• **WHAT TO WORK ON**
Tally the lines of the records below that include the word "backed", and write down only that tally.
[GIVEN ENTRIES Boundary: Start]
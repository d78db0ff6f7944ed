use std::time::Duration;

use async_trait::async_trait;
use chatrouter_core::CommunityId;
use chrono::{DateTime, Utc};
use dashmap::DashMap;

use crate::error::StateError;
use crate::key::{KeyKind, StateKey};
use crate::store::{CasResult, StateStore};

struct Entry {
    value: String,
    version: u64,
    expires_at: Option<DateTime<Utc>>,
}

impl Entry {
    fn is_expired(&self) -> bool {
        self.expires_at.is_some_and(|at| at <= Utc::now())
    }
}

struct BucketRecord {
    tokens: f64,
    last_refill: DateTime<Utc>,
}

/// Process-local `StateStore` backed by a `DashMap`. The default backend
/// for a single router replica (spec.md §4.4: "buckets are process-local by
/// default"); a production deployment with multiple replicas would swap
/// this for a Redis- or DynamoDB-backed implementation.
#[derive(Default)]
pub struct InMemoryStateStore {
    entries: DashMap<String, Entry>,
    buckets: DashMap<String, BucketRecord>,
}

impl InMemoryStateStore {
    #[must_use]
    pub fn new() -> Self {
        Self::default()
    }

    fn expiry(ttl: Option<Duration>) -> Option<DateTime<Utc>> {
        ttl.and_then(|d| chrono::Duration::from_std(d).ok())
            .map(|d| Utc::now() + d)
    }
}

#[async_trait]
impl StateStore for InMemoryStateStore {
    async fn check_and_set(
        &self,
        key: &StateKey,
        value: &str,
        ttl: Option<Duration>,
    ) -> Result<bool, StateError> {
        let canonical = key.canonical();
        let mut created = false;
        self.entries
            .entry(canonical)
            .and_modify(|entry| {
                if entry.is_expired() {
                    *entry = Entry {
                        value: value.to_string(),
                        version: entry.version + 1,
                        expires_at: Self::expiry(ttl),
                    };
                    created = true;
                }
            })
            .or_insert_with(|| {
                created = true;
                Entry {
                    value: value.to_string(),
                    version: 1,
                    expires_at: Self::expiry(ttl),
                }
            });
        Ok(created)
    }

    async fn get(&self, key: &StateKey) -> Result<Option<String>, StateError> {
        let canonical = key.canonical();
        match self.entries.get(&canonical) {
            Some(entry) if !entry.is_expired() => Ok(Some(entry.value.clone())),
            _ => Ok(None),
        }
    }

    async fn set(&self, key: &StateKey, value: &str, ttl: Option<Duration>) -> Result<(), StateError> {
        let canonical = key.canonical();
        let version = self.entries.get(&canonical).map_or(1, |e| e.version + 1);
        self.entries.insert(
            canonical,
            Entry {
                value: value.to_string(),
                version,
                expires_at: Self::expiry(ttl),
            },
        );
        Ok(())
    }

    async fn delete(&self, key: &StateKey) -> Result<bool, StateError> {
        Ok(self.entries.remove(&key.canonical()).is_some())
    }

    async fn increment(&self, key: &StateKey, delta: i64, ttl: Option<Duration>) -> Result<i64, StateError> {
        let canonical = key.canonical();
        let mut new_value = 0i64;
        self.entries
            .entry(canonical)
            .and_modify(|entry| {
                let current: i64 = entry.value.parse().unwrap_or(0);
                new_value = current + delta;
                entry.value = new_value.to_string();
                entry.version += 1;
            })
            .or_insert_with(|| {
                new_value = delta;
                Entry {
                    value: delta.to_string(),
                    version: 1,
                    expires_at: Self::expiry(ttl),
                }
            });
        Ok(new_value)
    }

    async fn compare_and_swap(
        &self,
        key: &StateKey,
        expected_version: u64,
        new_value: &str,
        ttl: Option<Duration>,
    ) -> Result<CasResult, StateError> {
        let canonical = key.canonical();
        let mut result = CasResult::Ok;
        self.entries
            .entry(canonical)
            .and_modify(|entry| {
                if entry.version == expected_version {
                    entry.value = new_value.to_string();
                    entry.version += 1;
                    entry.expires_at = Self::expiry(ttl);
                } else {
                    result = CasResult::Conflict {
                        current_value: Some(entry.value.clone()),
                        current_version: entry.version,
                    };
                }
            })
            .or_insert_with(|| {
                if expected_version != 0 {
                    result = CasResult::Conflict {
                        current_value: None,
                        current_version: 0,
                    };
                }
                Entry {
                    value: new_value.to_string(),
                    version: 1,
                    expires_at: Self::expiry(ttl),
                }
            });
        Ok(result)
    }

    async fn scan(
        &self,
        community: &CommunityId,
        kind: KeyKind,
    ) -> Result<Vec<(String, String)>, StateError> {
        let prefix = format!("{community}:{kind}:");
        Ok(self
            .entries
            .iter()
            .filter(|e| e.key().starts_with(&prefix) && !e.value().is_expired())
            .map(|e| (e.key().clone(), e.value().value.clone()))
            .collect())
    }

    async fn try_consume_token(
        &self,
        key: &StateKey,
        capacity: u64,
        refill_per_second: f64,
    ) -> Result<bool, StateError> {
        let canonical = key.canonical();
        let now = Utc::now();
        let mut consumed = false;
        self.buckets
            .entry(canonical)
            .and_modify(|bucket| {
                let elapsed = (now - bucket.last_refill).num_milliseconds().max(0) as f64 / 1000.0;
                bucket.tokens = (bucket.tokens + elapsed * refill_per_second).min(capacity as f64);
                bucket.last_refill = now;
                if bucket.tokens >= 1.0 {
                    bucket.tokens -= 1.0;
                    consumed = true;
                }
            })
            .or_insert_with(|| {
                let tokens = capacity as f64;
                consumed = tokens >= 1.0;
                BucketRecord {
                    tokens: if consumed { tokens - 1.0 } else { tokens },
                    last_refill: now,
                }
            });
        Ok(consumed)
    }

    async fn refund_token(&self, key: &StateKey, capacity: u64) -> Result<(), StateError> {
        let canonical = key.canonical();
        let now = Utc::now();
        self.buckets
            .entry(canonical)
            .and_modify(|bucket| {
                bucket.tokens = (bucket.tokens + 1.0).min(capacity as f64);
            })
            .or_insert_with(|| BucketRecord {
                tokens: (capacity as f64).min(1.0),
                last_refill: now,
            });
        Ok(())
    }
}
[GIVEN ENTRIES Boundary: End]
• **OUTPUT OF THE EXERCISE**
2